*** Opening Data section ***
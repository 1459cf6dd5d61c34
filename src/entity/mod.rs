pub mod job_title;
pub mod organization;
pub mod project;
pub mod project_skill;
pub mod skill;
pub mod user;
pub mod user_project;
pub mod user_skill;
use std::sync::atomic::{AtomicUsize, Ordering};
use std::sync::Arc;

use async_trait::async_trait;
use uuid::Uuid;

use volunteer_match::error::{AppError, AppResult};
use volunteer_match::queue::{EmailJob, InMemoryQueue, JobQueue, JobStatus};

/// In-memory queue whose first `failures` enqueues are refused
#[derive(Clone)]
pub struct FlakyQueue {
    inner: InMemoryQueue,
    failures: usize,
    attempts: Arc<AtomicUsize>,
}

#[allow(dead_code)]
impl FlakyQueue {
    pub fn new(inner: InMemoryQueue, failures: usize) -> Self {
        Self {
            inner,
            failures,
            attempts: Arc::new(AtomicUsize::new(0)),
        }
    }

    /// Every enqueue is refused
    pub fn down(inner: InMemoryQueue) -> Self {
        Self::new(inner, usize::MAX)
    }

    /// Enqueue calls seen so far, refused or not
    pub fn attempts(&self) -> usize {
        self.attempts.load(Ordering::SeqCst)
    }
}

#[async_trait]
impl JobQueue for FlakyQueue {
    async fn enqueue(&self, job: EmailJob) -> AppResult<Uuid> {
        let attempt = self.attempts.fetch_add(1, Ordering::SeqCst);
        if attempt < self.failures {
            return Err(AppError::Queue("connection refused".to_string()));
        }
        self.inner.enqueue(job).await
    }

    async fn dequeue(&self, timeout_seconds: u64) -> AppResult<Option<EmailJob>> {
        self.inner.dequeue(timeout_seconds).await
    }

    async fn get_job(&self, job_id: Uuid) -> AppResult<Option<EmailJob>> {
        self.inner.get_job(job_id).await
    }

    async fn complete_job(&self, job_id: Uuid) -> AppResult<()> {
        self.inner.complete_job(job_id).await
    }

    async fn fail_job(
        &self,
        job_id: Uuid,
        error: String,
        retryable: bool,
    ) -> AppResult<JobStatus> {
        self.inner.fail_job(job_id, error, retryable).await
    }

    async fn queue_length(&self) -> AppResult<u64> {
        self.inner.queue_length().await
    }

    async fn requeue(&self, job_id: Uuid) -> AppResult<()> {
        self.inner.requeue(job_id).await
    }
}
*** Closing Data section ***
Activity =>
Print exactly the lines above, starting at the line that contains "async fn requeue(&self, job_id: Uuid)" and ending with the last line of the records, both included.

Output of the exercise =>
    async fn requeue(&self, job_id: Uuid) -> AppResult<()> {
        self.inner.requeue(job_id).await
    }
}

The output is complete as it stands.